La chanteuse lauréate d’un Grammy s’est rendue sur sa page Instagram officielle pour dénoncer les critiques qui faisaient des blagues sur son corps.

« Aujourd’hui, j’ai vu une grosse blague sur moi – en 2025 – et elle était virale », a-t-elle écrit en légende d’une photo d’elle se prélassant dans un bikini jaune et noir en peau de serpent.

« C’était une blague stupide, et ils se moquaient de moi parce que je suis gros… Laissez-moi rappeler à tout le monde de ne jamais laisser personne vous faire honte pour ce que vous choisissez de faire avec votre corps. Parce que quand vous êtes grand, ils parlent de conneries ; quand vous êtes petit, ils parlent de conneries. Votre corps ne sera jamais assez bien pour eux parce que ce n’est pas pour eux. C’est pour vous. »

La chanteuse About Damn Time a combattu les trolls qui font honte au corps tout au long de sa carrière pop grand public.

Plus tôt cette année, dans un épisode du podcast Just Trish, Lizzo a révélé qu’elle avait essayé Ozempic, mais qu’elle avait finalement décidé de modifier son régime alimentaire pour son parcours personnel de perte de poids.
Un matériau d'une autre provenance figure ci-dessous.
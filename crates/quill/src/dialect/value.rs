use quill_core::{
    schema::{BuiltinType, EnumDef, FieldDef, FieldKind, TypeDefDef},
    stmt, Error, Result, Schema, Value,
};

use chrono::{DateTime, NaiveDate, NaiveDateTime, TimeZone, Utc};
use rust_decimal::Decimal;
use std::str::FromStr;

/// What a stored field's values are, resolved against the schema.
#[derive(Debug, Clone, Copy)]
pub enum ScalarType<'a> {
    Builtin(BuiltinType),
    Enum(&'a EnumDef),
    TypeDef(&'a TypeDefDef),
}

#[derive(Debug, Clone, Copy)]
pub struct ValueType<'a> {
    pub scalar: ScalarType<'a>,

    /// A scalar list
    pub array: bool,
}

impl<'a> ValueType<'a> {
    pub fn of(schema: &'a Schema, field: &'a FieldDef) -> Result<ValueType<'a>> {
        let scalar = match schema.field_kind(field) {
            FieldKind::Scalar(builtin) => ScalarType::Builtin(builtin),
            FieldKind::Enum(def) => ScalarType::Enum(def),
            FieldKind::TypeDef(def) => ScalarType::TypeDef(def),
            FieldKind::Relation(_) => {
                return Err(Error::internal(format!(
                    "field `{}` is a relation, not a value",
                    field.name
                )))
            }
            FieldKind::Unknown(ty) => {
                return Err(Error::invalid_schema(format!(
                    "field `{}` has unknown type `{ty}`",
                    field.name
                )))
            }
        };

        Ok(ValueType {
            scalar,
            array: field.array,
        })
    }

    pub fn builtin(ty: BuiltinType) -> ValueType<'static> {
        ValueType {
            scalar: ScalarType::Builtin(ty),
            array: false,
        }
    }

    /// The type of one element of a list.
    pub fn element(&self) -> ValueType<'a> {
        ValueType {
            scalar: self.scalar,
            array: false,
        }
    }

    /// Stored as JSON: free-form `Json` and typed JSON.
    pub fn is_json(&self) -> bool {
        matches!(
            self.scalar,
            ScalarType::Builtin(BuiltinType::Json) | ScalarType::TypeDef(_)
        )
    }

    pub fn as_builtin(&self) -> Option<BuiltinType> {
        match self.scalar {
            ScalarType::Builtin(builtin) => Some(builtin),
            _ => None,
        }
    }

    fn name(&self) -> &'static str {
        match self.scalar {
            ScalarType::Builtin(builtin) => builtin.name(),
            ScalarType::Enum(_) => "enum",
            ScalarType::TypeDef(_) => "type",
        }
    }
}

/// Converts an application value into the provider-neutral wire form.
/// Dialects adjust the result to what their columns store.
pub(super) fn input(value: &Value, ty: &ValueType<'_>) -> Result<stmt::Value> {
    match value {
        Value::Null | Value::DbNull => return Ok(stmt::Value::Null),
        Value::AnyNull => {
            return Err(crate::err!("`AnyNull` can only be used in filters"));
        }
        Value::JsonNull if ty.is_json() => return Ok(stmt::Value::Json(serde_json::Value::Null)),
        Value::JsonNull => {
            return Err(crate::err!("`JsonNull` can only be written to JSON fields"));
        }
        _ => {}
    }

    if ty.array {
        let Value::List(items) = value else {
            return Err(mismatch(value, ty));
        };
        let items = items
            .iter()
            .map(|item| input(item, &ty.element()))
            .collect::<Result<Vec<_>>>()?;
        return Ok(stmt::Value::List(items));
    }

    let ret = match (ty.scalar, value) {
        (ScalarType::Builtin(BuiltinType::String), Value::String(v)) => stmt::Value::String(v.clone()),
        (ScalarType::Builtin(BuiltinType::Boolean), Value::Bool(v)) => stmt::Value::Bool(*v),
        (ScalarType::Builtin(BuiltinType::Int | BuiltinType::BigInt), v) => match v {
            Value::Int(v) | Value::BigInt(v) => stmt::Value::I64(*v),
            Value::String(s) => stmt::Value::I64(s.parse().map_err(|_| mismatch(value, ty))?),
            v => stmt::Value::I64(v.as_i64().ok_or_else(|| mismatch(value, ty))?),
        },
        (ScalarType::Builtin(BuiltinType::Float), v) => match v {
            Value::Float(v) => stmt::Value::F64(*v),
            Value::Int(v) | Value::BigInt(v) => stmt::Value::F64(*v as f64),
            Value::Decimal(v) => stmt::Value::F64(
                f64::try_from(*v).map_err(|_| mismatch(value, ty))?,
            ),
            _ => return Err(mismatch(value, ty)),
        },
        (ScalarType::Builtin(BuiltinType::Decimal), v) => match v {
            Value::Decimal(v) => stmt::Value::Decimal(*v),
            Value::Int(v) | Value::BigInt(v) => stmt::Value::Decimal(Decimal::from(*v)),
            Value::Float(v) => {
                stmt::Value::Decimal(Decimal::try_from(*v).map_err(|_| mismatch(value, ty))?)
            }
            Value::String(s) => {
                stmt::Value::Decimal(Decimal::from_str(s).map_err(|_| mismatch(value, ty))?)
            }
            _ => return Err(mismatch(value, ty)),
        },
        (ScalarType::Builtin(BuiltinType::DateTime), v) => match v {
            Value::DateTime(v) => stmt::Value::DateTime(*v),
            Value::String(s) => {
                stmt::Value::DateTime(parse_datetime(s).ok_or_else(|| mismatch(value, ty))?)
            }
            _ => return Err(mismatch(value, ty)),
        },
        (ScalarType::Builtin(BuiltinType::Bytes), Value::Bytes(v)) => stmt::Value::Bytes(v.clone()),
        (ScalarType::Builtin(BuiltinType::Json) | ScalarType::TypeDef(_), v) => {
            stmt::Value::Json(v.to_json())
        }
        (ScalarType::Enum(def), Value::String(v)) if def.contains(v) => stmt::Value::String(v.clone()),
        _ => return Err(mismatch(value, ty)),
    };

    Ok(ret)
}

/// Re-encodes a scalar list as a JSON document, for providers that keep
/// lists in JSON or text columns.
pub(super) fn list_to_json(value: stmt::Value) -> stmt::Value {
    match value {
        stmt::Value::List(items) => {
            stmt::Value::Json(serde_json::Value::Array(items.into_iter().map(to_json).collect()))
        }
        value => value,
    }
}

fn to_json(value: stmt::Value) -> serde_json::Value {
    use stmt::Value as V;

    match value {
        V::Null => serde_json::Value::Null,
        V::Bool(v) => v.into(),
        V::I64(v) => v.into(),
        V::F64(v) => serde_json::Number::from_f64(v)
            .map(serde_json::Value::Number)
            .unwrap_or(serde_json::Value::Null),
        V::String(v) => v.into(),
        V::Bytes(v) => hex::encode(v).into(),
        V::Decimal(v) => v.to_string().into(),
        V::DateTime(v) => v
            .to_rfc3339_opts(chrono::SecondsFormat::Millis, true)
            .into(),
        V::Json(v) => v,
        V::List(items) => serde_json::Value::Array(items.into_iter().map(to_json).collect()),
    }
}

fn mismatch(value: &Value, ty: &ValueType<'_>) -> Error {
    crate::err!(
        "cannot use a {} value for a {} field",
        value.type_name(),
        ty.name()
    )
}

/// Decodes a column value. Accepts every representation a provider may use
/// for the type: integers for booleans, text for dates and decimals, JSON
/// text for lists.
pub(super) fn output(value: stmt::Value, ty: &ValueType<'_>) -> Result<Value> {
    if value.is_null() {
        return Ok(Value::Null);
    }

    if ty.array {
        return match value {
            stmt::Value::List(items) => items
                .into_iter()
                .map(|item| output(item, &ty.element()))
                .collect(),
            stmt::Value::Json(json) => json_output(json, ty),
            stmt::Value::String(text) => {
                let json = serde_json::from_str(&text)?;
                json_output(json, ty)
            }
            value => Err(Error::type_conversion(value, "list")),
        };
    }

    let ret = match ty.scalar {
        ScalarType::Builtin(builtin) => output_builtin(value, builtin)?,
        ScalarType::Enum(_) => match value {
            stmt::Value::String(v) => Value::String(v),
            value => return Err(Error::type_conversion(value, "enum")),
        },
        ScalarType::TypeDef(_) => output_builtin(value, BuiltinType::Json)?,
    };

    Ok(ret)
}

fn output_builtin(value: stmt::Value, ty: BuiltinType) -> Result<Value> {
    use stmt::Value as V;

    let ret = match (ty, value) {
        (BuiltinType::String, V::String(v)) => Value::String(v),
        (BuiltinType::String, V::I64(v)) => Value::String(v.to_string()),

        (BuiltinType::Boolean, V::Bool(v)) => Value::Bool(v),
        (BuiltinType::Boolean, V::I64(v)) => Value::Bool(v != 0),
        (BuiltinType::Boolean, V::String(v)) if v == "true" || v == "1" => Value::Bool(true),
        (BuiltinType::Boolean, V::String(v)) if v == "false" || v == "0" => Value::Bool(false),

        (BuiltinType::Int, value) => Value::Int(as_i64(value, "Int")?),
        (BuiltinType::BigInt, value) => Value::BigInt(as_i64(value, "BigInt")?),

        (BuiltinType::Float, V::F64(v)) => Value::Float(v),
        (BuiltinType::Float, V::I64(v)) => Value::Float(v as f64),
        (BuiltinType::Float, V::Decimal(v)) => Value::Float(
            f64::try_from(v).map_err(|_| Error::type_conversion(V::Decimal(v), "Float"))?,
        ),
        (BuiltinType::Float, V::String(v)) => match v.parse() {
            Ok(parsed) => Value::Float(parsed),
            Err(_) => return Err(Error::type_conversion(V::String(v), "Float")),
        },

        (BuiltinType::Decimal, V::Decimal(v)) => Value::Decimal(v),
        (BuiltinType::Decimal, V::I64(v)) => Value::Decimal(Decimal::from(v)),
        (BuiltinType::Decimal, V::F64(v)) => match Decimal::try_from(v) {
            Ok(decimal) => Value::Decimal(decimal),
            Err(_) => return Err(Error::type_conversion(V::F64(v), "Decimal")),
        },
        (BuiltinType::Decimal, V::String(v)) => Value::Decimal(
            Decimal::from_str(&v).or_else(|_| Decimal::from_scientific(&v))?,
        ),

        (BuiltinType::DateTime, V::DateTime(v)) => Value::DateTime(v),
        (BuiltinType::DateTime, V::String(v)) => match parse_datetime(&v) {
            Some(parsed) => Value::DateTime(parsed),
            None => return Err(Error::type_conversion(V::String(v), "DateTime")),
        },
        (BuiltinType::DateTime, V::I64(v)) => match Utc.timestamp_millis_opt(v).single() {
            Some(parsed) => Value::DateTime(parsed),
            None => return Err(Error::type_conversion(V::I64(v), "DateTime")),
        },

        (BuiltinType::Bytes, V::Bytes(v)) => Value::Bytes(v),
        (BuiltinType::Bytes, V::String(v)) => match hex::decode(&v) {
            Ok(bytes) => Value::Bytes(bytes),
            Err(_) => return Err(Error::type_conversion(V::String(v), "Bytes")),
        },

        (BuiltinType::Json, V::Json(v)) => Value::Json(v),
        (BuiltinType::Json, V::String(v)) => match serde_json::from_str(&v) {
            Ok(json) => Value::Json(json),
            Err(_) => Value::Json(serde_json::Value::String(v)),
        },
        (BuiltinType::Json, V::I64(v)) => Value::Json(v.into()),
        (BuiltinType::Json, V::F64(v)) => Value::Json(v.into()),
        (BuiltinType::Json, V::Bool(v)) => Value::Json(v.into()),

        (ty, value) => return Err(Error::type_conversion(value, ty.name())),
    };

    Ok(ret)
}

fn as_i64(value: stmt::Value, ty: &'static str) -> Result<i64> {
    match value.as_i64() {
        Some(v) => Ok(v),
        None => Err(Error::type_conversion(value, ty)),
    }
}

/// Decodes a value read out of a JSON document built by the database.
pub(super) fn json_output(json: serde_json::Value, ty: &ValueType<'_>) -> Result<Value> {
    if json.is_null() {
        return Ok(Value::Null);
    }

    if ty.array {
        return match json {
            serde_json::Value::Array(items) => items
                .into_iter()
                .map(|item| json_output(item, &ty.element()))
                .collect(),
            // Lists kept in text columns come through as a JSON string
            serde_json::Value::String(text) => {
                let json = serde_json::from_str(&text)?;
                json_output(json, ty)
            }
            json => Err(Error::type_conversion(stmt::Value::Json(json), "list")),
        };
    }

    if ty.is_json() {
        return Ok(Value::Json(json));
    }

    let value = match json {
        serde_json::Value::Bool(v) => stmt::Value::Bool(v),
        serde_json::Value::Number(n) => match n.as_i64() {
            Some(v) => stmt::Value::I64(v),
            None => stmt::Value::F64(n.as_f64().unwrap_or(f64::NAN)),
        },
        serde_json::Value::String(v) => stmt::Value::String(v),
        json => stmt::Value::Json(json),
    };

    output(value, ty)
}

/// Parses the date formats the providers produce: RFC 3339, and naive
/// `YYYY-MM-DD[ T]HH:MM:SS[.fff]` or plain dates, read as UTC.
pub(crate) fn parse_datetime(s: &str) -> Option<DateTime<Utc>> {
    if let Ok(parsed) = DateTime::parse_from_rfc3339(s) {
        return Some(parsed.with_timezone(&Utc));
    }

    for format in ["%Y-%m-%d %H:%M:%S%.f", "%Y-%m-%dT%H:%M:%S%.f"] {
        if let Ok(parsed) = NaiveDateTime::parse_from_str(s, format) {
            return Some(parsed.and_utc());
        }
    }

    NaiveDate::parse_from_str(s, "%Y-%m-%d")
        .ok()
        .and_then(|date| date.and_hms_opt(0, 0, 0))
        .map(|parsed| parsed.and_utc())
}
« Si j’obtiens un BBL, occupez-vous de vos affaires. Si je perds 100 livres, occupez-vous de vos affaires. Si je récupère chaque livre et puis un peu… occupez-vous de vos putains d’affaires », a-t-elle conclu sa légende.

« De toute façon, mon gros cul continue de vivre avec une hypothèque remboursée dans la tête de toutes les salopes. »
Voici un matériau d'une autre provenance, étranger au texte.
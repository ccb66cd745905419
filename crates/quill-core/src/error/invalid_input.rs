use super::Error;

/// Error when query arguments fail structural validation.
///
/// All violations found in one pass are collected so the caller sees every
/// problem at once.
#[derive(Debug)]
pub(super) struct InvalidInput {
    model: Box<str>,
    operation: Box<str>,
    violations: Vec<Violation>,
}

/// A single validation failure, located by a dotted path into the arguments.
#[derive(Debug, Clone, PartialEq, Eq)]
pub struct Violation {
    pub path: String,
    pub message: String,
}

impl Violation {
    pub fn new(path: impl Into<String>, message: impl Into<String>) -> Violation {
        Violation {
            path: path.into(),
            message: message.into(),
        }
    }
}

impl core::fmt::Display for Violation {
    fn fmt(&self, f: &mut core::fmt::Formatter) -> core::fmt::Result {
        if self.path.is_empty() {
            f.write_str(&self.message)
        } else {
            write!(f, "{}: {}", self.path, self.message)
        }
    }
}

impl std::error::Error for InvalidInput {}

impl core::fmt::Display for InvalidInput {
    fn fmt(&self, f: &mut core::fmt::Formatter) -> core::fmt::Result {
        write!(
            f,
            "invalid {} args for model \"{}\": ",
            self.operation, self.model
        )?;
        for (i, violation) in self.violations.iter().enumerate() {
            if i > 0 {
                f.write_str("; ")?;
            }
            core::fmt::Display::fmt(violation, f)?;
        }
        Ok(())
    }
}

impl Error {
    /// Creates an invalid input error listing every violation.
    pub fn invalid_input(
        model: impl Into<String>,
        operation: impl Into<String>,
        violations: Vec<Violation>,
    ) -> Error {
        Error::from(super::ErrorKind::InvalidInput(InvalidInput {
            model: model.into().into(),
            operation: operation.into().into(),
            violations,
        }))
    }

    /// Returns `true` if this error is an invalid input error.
    pub fn is_invalid_input(&self) -> bool {
        self.any_kind(|kind| matches!(kind, super::ErrorKind::InvalidInput(_)))
    }

    /// The violations carried by an invalid input error.
    pub fn violations(&self) -> Option<&[Violation]> {
        self.chain().find_map(|err| match err.kind() {
            super::ErrorKind::InvalidInput(e) => Some(&e.violations[..]),
            _ => None,
        })
    }
}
La réponse de Lizzo à ses trolls intervient quelques jours seulement après avoir fait la une des journaux avec un essai Substack qu’elle a publié sous le titre Cancel Me (Again) : le point de vue d’une femme « annulée » sur la raison pour laquelle tout le monde devrait être annulé au moins une fois.

« Tout le monde n’a pas aimé mon dernier essai, et c’est exactement pourquoi je l’ai écrit », a-t-elle partagé dans un article de suivi.

« Je mérite de pouvoir m’exprimer comme tout le monde. Je suis humain, j’ai gagné le droit de me tromper, d’être irritable et antipathique parfois. C’est libérateur pour un homme chronique en convalescence comme moi. Merci pour vos commentaires et critiques. Je suis heureux de tout cela. »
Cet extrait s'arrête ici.